Published: 01 Jan 2025, Last Modified: 17 May 2025IEEE J. Biomed. Health Informatics 2025EveryoneRevisionsBibTeXCC BY-SA 4.0
Abstract: The United States, as well as the global community, experiences health disparities among socially disadvantaged populations. These disparities often manifest in the data utilized for AI model training. Without appropriate de-biasing strategies, models trained to optimize predictive performance may inadvertently capture and perpetuate these inherent biases. The utilization of biased models in clinical decision-making can inflict harm upon patients from disadvantaged groups and exacerbate disparities when these decisions are documented and employed to train subsequent AI models. Unlike conventional correlation-based methods, we aim to mitigate the negative impacts of health disparity by answering a causal inference question for fairness: would the clinical decision support system make a different decision if the patient had a different sensitive attribute (e.g., race)? Recognizing the high computational complexity of developing causal models, we propose a flexible and efficient causal-model-free algorithm, CFReg, which provides causal fairness for supervised machine learning models.
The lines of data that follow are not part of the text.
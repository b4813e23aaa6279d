//! Scenario runner - drives one locator against the simulated sensor.
//!
//! Every configured request gets a watcher task that forwards its results to
//! the runner loop; the loop stops once every request resolved, the reading
//! budget is spent, or the duration limit expires.

use std::sync::Arc;
use std::time::{Duration, Instant};

use anyhow::Result;
use contracts::{IpLookupOptions, LocatorBlueprint, RequestId};
use locator::{Locator, RequestHandle};
use sensors::{SimulatedSensor, StaticIpProvider};
use tokio::sync::mpsc;
use tracing::{debug, info, warn};

use super::ScenarioStats;

/// Scenario configuration
#[derive(Debug, Clone)]
pub struct ScenarioConfig {
    /// The locator blueprint
    pub blueprint: LocatorBlueprint,

    /// Stop after this many delivered readings (None = unlimited)
    pub max_readings: Option<u64>,

    /// Scenario duration limit (None = until every request resolves)
    pub duration: Option<Duration>,

    /// Metrics server port (None = disabled)
    pub metrics_port: Option<u16>,

    /// Run one IP lookup next to the sensor requests
    pub ip_lookup: bool,
}

/// What a watcher task reports back
#[derive(Debug)]
pub(crate) enum ScenarioEvent {
    Reading {
        request: RequestId,
        elapsed: Option<Duration>,
    },
    Finished {
        request: RequestId,
        outcome: &'static str,
    },
}

/// Scenario orchestrator
pub struct Scenario {
    config: ScenarioConfig,
}

impl Scenario {
    pub fn new(config: ScenarioConfig) -> Self {
        Self { config }
    }

    /// Run the scenario to completion
    pub async fn run(self) -> Result<ScenarioStats> {
        let started = Instant::now();
        let blueprint = &self.config.blueprint;

        if let Some(port) = self.config.metrics_port {
            observability::init_metrics_only(port)?;
            info!("Metrics endpoint available on port {}", port);
        }

        let sensor = Arc::new(SimulatedSensor::new(blueprint.simulator.clone()));
        let locator = Locator::new(sensor, blueprint.locator.clone());
        let mut stats = ScenarioStats::default();
        let (events_tx, mut events_rx) = mpsc::unbounded_channel();

        for options in &blueprint.requests {
            match locator.submit(options.clone()) {
                Ok(handle) => {
                    debug!(request_id = %handle.id(), accuracy = ?options.accuracy, "request submitted");
                    stats.requests_submitted += 1;
                    watch(handle, events_tx.clone());
                }
                Err(e) => {
                    warn!(error = %e, "request rejected");
                    stats.aggregator.record_outcome(e.label());
                }
            }
        }

        if self.config.ip_lookup {
            let provider = Arc::new(StaticIpProvider::new("simulated", blueprint.simulator.start));
            match locator.lookup_ip(provider, IpLookupOptions::default()) {
                Ok(handle) => {
                    stats.lookups_submitted += 1;
                    watch(handle, events_tx.clone());
                }
                Err(e) => {
                    warn!(error = %e, "ip lookup rejected");
                    stats.aggregator.record_outcome(e.label());
                }
            }
        }
        drop(events_tx);

        info!(
            requests = stats.requests_submitted,
            lookups = stats.lookups_submitted,
            "Scenario started"
        );

        let deadline = self.config.duration.map(|d| tokio::time::Instant::now() + d);
        loop {
            let event = match deadline {
                Some(deadline) => tokio::select! {
                    event = events_rx.recv() => event,
                    _ = tokio::time::sleep_until(deadline) => {
                        info!("Duration limit reached");
                        break;
                    }
                },
                None => events_rx.recv().await,
            };
            let Some(event) = event else {
                info!("Every request resolved");
                break;
            };
            stats.record(&event);
            if self
                .config
                .max_readings
                .is_some_and(|max| stats.aggregator.readings >= max)
            {
                info!(readings = stats.aggregator.readings, "Reading budget spent");
                break;
            }
        }

        if let Some(snapshot) = locator.snapshot().await {
            stats.metrics = snapshot.metrics;
            stats.still_pending = snapshot.requests.len() + snapshot.lookups.len();
        }
        locator.shutdown().await;

        // Requests cut short by the shutdown report their cancellation here.
        while let Some(event) = events_rx.recv().await {
            stats.record(&event);
        }

        stats.duration = started.elapsed();
        Ok(stats)
    }
}

/// Forward the results of one request to the runner loop
fn watch(mut handle: RequestHandle, events: mpsc::UnboundedSender<ScenarioEvent>) {
    let request = handle.id();
    tokio::spawn(async move {
        let started = Instant::now();
        let mut first = true;
        let mut outcome = "cancelled";
        while let Some(result) = handle.recv().await {
            match result {
                Ok(_) => {
                    let elapsed = first.then(|| started.elapsed());
                    first = false;
                    outcome = "completed";
                    if events.send(ScenarioEvent::Reading { request, elapsed }).is_err() {
                        return;
                    }
                }
                Err(e) => outcome = e.label(),
            }
        }
        let _ = events.send(ScenarioEvent::Finished { request, outcome });
    });
}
In addition, CFReg also develops a novel evaluation metric to quantify fairness within clinical settings. We first validate CFReg using a healthcare dataset of 48,784 patients focused on care management, then generalize to another four benchmark datasets with racial and ethnic disparity, including law school admission, adult income, criminal recidivism, and violent crime prediction. Experimental results demonstrate that CFReg outperforms baseline approaches in both fairness and accuracy, achieving a good trade-off between model fairness and supervised classification performance.